# [HOW TO COMPLETE THIS TASK]
Give the entries again in full. Nothing may be altered.

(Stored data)
----------------------------------------

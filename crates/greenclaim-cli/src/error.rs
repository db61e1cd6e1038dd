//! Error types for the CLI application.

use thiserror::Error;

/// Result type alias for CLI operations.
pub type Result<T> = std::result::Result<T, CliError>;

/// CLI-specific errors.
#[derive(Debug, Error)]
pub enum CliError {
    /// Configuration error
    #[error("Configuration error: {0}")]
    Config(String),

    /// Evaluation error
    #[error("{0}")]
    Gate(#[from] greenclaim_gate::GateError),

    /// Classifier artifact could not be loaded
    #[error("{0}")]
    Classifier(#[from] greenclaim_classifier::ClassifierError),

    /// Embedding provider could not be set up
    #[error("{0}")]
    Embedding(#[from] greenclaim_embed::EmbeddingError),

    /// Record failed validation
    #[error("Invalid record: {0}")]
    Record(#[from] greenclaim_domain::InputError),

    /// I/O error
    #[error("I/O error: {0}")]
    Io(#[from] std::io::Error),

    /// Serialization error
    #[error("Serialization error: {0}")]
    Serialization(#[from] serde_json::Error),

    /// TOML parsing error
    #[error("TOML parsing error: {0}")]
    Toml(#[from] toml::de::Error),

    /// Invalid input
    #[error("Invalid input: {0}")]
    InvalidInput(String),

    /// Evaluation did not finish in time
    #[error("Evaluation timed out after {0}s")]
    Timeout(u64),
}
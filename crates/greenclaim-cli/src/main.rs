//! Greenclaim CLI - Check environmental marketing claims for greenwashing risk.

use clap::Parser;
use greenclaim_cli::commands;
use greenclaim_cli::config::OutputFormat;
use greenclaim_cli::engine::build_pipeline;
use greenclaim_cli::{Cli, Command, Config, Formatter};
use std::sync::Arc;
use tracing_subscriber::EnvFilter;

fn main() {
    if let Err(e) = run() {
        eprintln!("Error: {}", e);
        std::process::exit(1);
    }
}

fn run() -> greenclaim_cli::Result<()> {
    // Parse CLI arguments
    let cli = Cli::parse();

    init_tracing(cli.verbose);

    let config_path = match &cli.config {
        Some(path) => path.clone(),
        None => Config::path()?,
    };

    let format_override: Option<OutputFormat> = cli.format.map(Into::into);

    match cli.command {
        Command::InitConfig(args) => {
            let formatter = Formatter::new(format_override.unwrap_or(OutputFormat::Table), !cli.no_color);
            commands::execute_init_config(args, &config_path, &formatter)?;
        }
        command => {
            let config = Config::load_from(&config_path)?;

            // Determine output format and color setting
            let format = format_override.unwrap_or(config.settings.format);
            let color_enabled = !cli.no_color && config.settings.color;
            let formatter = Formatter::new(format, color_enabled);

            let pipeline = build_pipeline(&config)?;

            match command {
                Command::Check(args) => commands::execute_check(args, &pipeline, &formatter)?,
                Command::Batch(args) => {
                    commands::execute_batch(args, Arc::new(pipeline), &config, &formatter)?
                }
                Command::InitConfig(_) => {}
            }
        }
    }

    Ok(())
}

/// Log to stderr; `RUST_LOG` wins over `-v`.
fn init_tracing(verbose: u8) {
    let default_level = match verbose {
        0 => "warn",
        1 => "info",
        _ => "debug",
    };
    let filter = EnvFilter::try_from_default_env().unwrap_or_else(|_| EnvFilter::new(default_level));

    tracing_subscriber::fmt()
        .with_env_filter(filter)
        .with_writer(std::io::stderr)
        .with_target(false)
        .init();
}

----------------------------------------

# [RESPONSE BELOW]
filename crates/greenclaim-cli/src/error.rs
repository db61e1cd6e1038dd
//! Error types for the CLI application.

use thiserror::Error;

/// Result type alias for CLI operations.
pub type Result<T> = std::result::Result<T, CliError>;

/// CLI-specific errors.
#[derive(Debug, Error)]
pub enum CliError {
    /// Configuration error
    #[error("Configuration error: {0}")]
    Config(String),

    /// Evaluation error
    #[error("{0}")]
    Gate(#[from] greenclaim_gate::GateError),

    /// Classifier artifact could not be loaded
    #[error("{0}")]
    Classifier(#[from] greenclaim_classifier::ClassifierError),

    /// Embedding provider could not be set up
    #[error("{0}")]
    Embedding(#[from] greenclaim_embed::EmbeddingError),

    /// Record failed validation
    #[error("Invalid record: {0}")]
    Record(#[from] greenclaim_domain::InputError),

    /// I/O error
    #[error("I/O error: {0}")]
    Io(#[from] std::io::Error),

    /// Serialization error
    #[error("Serialization error: {0}")]
    Serialization(#[from] serde_json::Error),

    /// TOML parsing error
    #[error("TOML parsing error: {0}")]
    Toml(#[from] toml::de::Error),

    /// Invalid input
    #[error("Invalid input: {0}")]
    InvalidInput(String),

    /// Evaluation did not finish in time
    #[error("Evaluation timed out after {0}s")]
    Timeout(u64),
}
filename crates/greenclaim-cli/src/main.rs
//! Greenclaim CLI - Check environmental marketing claims for greenwashing risk.

use clap::Parser;
use greenclaim_cli::commands;
use greenclaim_cli::config::OutputFormat;
use greenclaim_cli::engine::build_pipeline;
use greenclaim_cli::{Cli, Command, Config, Formatter};
use std::sync::Arc;
use tracing_subscriber::EnvFilter;

fn main() {
    if let Err(e) = run() {
        eprintln!("Error: {}", e);
        std::process::exit(1);
    }
}

fn run() -> greenclaim_cli::Result<()> {
    // Parse CLI arguments
    let cli = Cli::parse();

    init_tracing(cli.verbose);

    let config_path = match &cli.config {
        Some(path) => path.clone(),
        None => Config::path()?,
    };

    let format_override: Option<OutputFormat> = cli.format.map(Into::into);

    match cli.command {
        Command::InitConfig(args) => {
            let formatter = Formatter::new(format_override.unwrap_or(OutputFormat::Table), !cli.no_color);
            commands::execute_init_config(args, &config_path, &formatter)?;
        }
        command => {
            let config = Config::load_from(&config_path)?;

            // Determine output format and color setting
            let format = format_override.unwrap_or(config.settings.format);
            let color_enabled = !cli.no_color && config.settings.color;
            let formatter = Formatter::new(format, color_enabled);

            let pipeline = build_pipeline(&config)?;

            match command {
                Command::Check(args) => commands::execute_check(args, &pipeline, &formatter)?,
                Command::Batch(args) => {
                    commands::execute_batch(args, Arc::new(pipeline), &config, &formatter)?
                }
                Command::InitConfig(_) => {}
            }
        }
    }

    Ok(())
}

/// Log to stderr; `RUST_LOG` wins over `-v`.
fn init_tracing(verbose: u8) {
    let default_level = match verbose {
        0 => "warn",
        1 => "info",
        _ => "debug",
    };
    let filter = EnvFilter::try_from_default_env().unwrap_or_else(|_| EnvFilter::new(default_level));

    tracing_subscriber::fmt()
        .with_env_filter(filter)
        .with_writer(std::io::stderr)
        .with_target(false)
        .init();
}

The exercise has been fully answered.